▸ **Your task**:
Each line must appear in the answer exactly as it does in the data.

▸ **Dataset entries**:
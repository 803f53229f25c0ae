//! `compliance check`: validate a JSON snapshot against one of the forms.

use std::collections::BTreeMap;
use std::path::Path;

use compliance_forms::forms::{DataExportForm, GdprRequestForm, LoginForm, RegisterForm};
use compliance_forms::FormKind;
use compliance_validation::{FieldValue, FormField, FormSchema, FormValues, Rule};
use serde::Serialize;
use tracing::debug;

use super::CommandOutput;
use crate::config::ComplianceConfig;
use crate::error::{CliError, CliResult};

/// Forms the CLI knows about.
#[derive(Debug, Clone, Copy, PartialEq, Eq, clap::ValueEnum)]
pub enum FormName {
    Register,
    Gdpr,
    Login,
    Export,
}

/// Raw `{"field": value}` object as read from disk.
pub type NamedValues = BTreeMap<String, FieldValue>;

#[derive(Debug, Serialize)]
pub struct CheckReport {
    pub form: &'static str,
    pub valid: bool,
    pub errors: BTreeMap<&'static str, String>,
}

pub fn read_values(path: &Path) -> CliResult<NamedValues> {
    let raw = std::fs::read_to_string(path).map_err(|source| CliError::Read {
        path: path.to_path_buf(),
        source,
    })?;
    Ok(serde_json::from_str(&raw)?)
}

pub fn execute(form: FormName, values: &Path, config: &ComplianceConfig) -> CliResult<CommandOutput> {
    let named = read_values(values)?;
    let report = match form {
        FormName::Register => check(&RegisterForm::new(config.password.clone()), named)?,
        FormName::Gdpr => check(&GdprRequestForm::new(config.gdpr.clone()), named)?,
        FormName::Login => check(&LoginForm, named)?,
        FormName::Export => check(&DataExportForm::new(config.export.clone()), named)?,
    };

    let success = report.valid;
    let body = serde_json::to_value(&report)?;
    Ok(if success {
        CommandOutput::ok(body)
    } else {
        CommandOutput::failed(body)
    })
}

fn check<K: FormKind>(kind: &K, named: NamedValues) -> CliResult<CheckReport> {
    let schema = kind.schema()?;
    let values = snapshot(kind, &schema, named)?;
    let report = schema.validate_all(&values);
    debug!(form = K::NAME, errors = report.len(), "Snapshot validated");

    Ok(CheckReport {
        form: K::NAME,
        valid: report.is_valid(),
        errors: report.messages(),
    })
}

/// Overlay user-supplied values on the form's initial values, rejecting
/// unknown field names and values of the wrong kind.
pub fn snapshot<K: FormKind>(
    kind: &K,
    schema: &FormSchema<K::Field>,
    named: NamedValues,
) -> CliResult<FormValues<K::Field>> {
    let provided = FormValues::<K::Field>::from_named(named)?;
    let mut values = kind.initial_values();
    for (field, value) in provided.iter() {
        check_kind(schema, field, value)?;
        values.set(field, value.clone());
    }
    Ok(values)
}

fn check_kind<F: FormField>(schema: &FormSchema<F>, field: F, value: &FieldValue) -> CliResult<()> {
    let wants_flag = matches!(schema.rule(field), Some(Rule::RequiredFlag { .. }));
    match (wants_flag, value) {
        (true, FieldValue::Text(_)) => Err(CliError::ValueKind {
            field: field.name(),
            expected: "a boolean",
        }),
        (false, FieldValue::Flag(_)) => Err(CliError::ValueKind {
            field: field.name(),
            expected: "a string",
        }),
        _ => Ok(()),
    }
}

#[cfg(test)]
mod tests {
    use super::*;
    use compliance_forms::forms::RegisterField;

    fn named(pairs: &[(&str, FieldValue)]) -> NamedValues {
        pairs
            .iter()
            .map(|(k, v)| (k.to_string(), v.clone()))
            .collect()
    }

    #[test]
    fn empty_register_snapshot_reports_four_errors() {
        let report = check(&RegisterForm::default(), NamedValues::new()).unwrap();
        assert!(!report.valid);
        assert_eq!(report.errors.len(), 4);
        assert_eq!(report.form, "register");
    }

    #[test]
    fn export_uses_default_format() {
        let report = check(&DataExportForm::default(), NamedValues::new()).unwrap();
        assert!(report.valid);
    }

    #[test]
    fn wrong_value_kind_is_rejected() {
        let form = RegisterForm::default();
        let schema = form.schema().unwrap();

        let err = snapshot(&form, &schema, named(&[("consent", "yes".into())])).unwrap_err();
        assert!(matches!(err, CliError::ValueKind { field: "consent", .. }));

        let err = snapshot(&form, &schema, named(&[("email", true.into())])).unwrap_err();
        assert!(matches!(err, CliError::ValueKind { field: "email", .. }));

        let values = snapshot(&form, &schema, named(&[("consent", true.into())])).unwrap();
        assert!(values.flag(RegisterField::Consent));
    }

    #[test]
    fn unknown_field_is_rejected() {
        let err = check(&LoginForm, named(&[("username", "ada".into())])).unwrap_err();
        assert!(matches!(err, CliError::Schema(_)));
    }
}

▸ **Solution below**:
repository 803f53229f25c0ae
//! `compliance check`: validate a JSON snapshot against one of the forms.

use std::collections::BTreeMap;
use std::path::Path;

use compliance_forms::forms::{DataExportForm, GdprRequestForm, LoginForm, RegisterForm};
use compliance_forms::FormKind;
use compliance_validation::{FieldValue, FormField, FormSchema, FormValues, Rule};
use serde::Serialize;
use tracing::debug;

use super::CommandOutput;
use crate::config::ComplianceConfig;
use crate::error::{CliError, CliResult};

/// Forms the CLI knows about.
#[derive(Debug, Clone, Copy, PartialEq, Eq, clap::ValueEnum)]
pub enum FormName {
    Register,
    Gdpr,
    Login,
    Export,
}

/// Raw `{"field": value}` object as read from disk.
pub type NamedValues = BTreeMap<String, FieldValue>;

#[derive(Debug, Serialize)]
pub struct CheckReport {
    pub form: &'static str,
    pub valid: bool,
    pub errors: BTreeMap<&'static str, String>,
}

pub fn read_values(path: &Path) -> CliResult<NamedValues> {
    let raw = std::fs::read_to_string(path).map_err(|source| CliError::Read {
        path: path.to_path_buf(),
        source,
    })?;
    Ok(serde_json::from_str(&raw)?)
}

pub fn execute(form: FormName, values: &Path, config: &ComplianceConfig) -> CliResult<CommandOutput> {
    let named = read_values(values)?;
    let report = match form {
        FormName::Register => check(&RegisterForm::new(config.password.clone()), named)?,
        FormName::Gdpr => check(&GdprRequestForm::new(config.gdpr.clone()), named)?,
        FormName::Login => check(&LoginForm, named)?,
        FormName::Export => check(&DataExportForm::new(config.export.clone()), named)?,
    };

    let success = report.valid;
    let body = serde_json::to_value(&report)?;
    Ok(if success {
        CommandOutput::ok(body)
    } else {
        CommandOutput::failed(body)
    })
}

fn check<K: FormKind>(kind: &K, named: NamedValues) -> CliResult<CheckReport> {
    let schema = kind.schema()?;
    let values = snapshot(kind, &schema, named)?;
    let report = schema.validate_all(&values);
    debug!(form = K::NAME, errors = report.len(), "Snapshot validated");

    Ok(CheckReport {
        form: K::NAME,
        valid: report.is_valid(),
        errors: report.messages(),
    })
}

/// Overlay user-supplied values on the form's initial values, rejecting
/// unknown field names and values of the wrong kind.
pub fn snapshot<K: FormKind>(
    kind: &K,
    schema: &FormSchema<K::Field>,
    named: NamedValues,
) -> CliResult<FormValues<K::Field>> {
    let provided = FormValues::<K::Field>::from_named(named)?;
    let mut values = kind.initial_values();
    for (field, value) in provided.iter() {
        check_kind(schema, field, value)?;
        values.set(field, value.clone());
    }
    Ok(values)
}

fn check_kind<F: FormField>(schema: &FormSchema<F>, field: F, value: &FieldValue) -> CliResult<()> {
    let wants_flag = matches!(schema.rule(field), Some(Rule::RequiredFlag { .. }));
    match (wants_flag, value) {
        (true, FieldValue::Text(_)) => Err(CliError::ValueKind {
            field: field.name(),
            expected: "a boolean",
        }),
        (false, FieldValue::Flag(_)) => Err(CliError::ValueKind {
            field: field.name(),
            expected: "a string",
        }),
        _ => Ok(()),
    }
}

#[cfg(test)]
mod tests {
    use super::*;
    use compliance_forms::forms::RegisterField;

    fn named(pairs: &[(&str, FieldValue)]) -> NamedValues {
        pairs
            .iter()
            .map(|(k, v)| (k.to_string(), v.clone()))
            .collect()
    }

    #[test]
    fn empty_register_snapshot_reports_four_errors() {
        let report = check(&RegisterForm::default(), NamedValues::new()).unwrap();
        assert!(!report.valid);
        assert_eq!(report.errors.len(), 4);
        assert_eq!(report.form, "register");
    }

    #[test]
    fn export_uses_default_format() {
        let report = check(&DataExportForm::default(), NamedValues::new()).unwrap();
        assert!(report.valid);
    }

    #[test]
    fn wrong_value_kind_is_rejected() {
        let form = RegisterForm::default();
        let schema = form.schema().unwrap();

        let err = snapshot(&form, &schema, named(&[("consent", "yes".into())])).unwrap_err();
        assert!(matches!(err, CliError::ValueKind { field: "consent", .. }));

        let err = snapshot(&form, &schema, named(&[("email", true.into())])).unwrap_err();
        assert!(matches!(err, CliError::ValueKind { field: "email", .. }));

        let values = snapshot(&form, &schema, named(&[("consent", true.into())])).unwrap();
        assert!(values.flag(RegisterField::Consent));
    }

    #[test]
    fn unknown_field_is_rejected() {
        let err = check(&LoginForm, named(&[("username", "ada".into())])).unwrap_err();
        assert!(matches!(err, CliError::Schema(_)));
    }
}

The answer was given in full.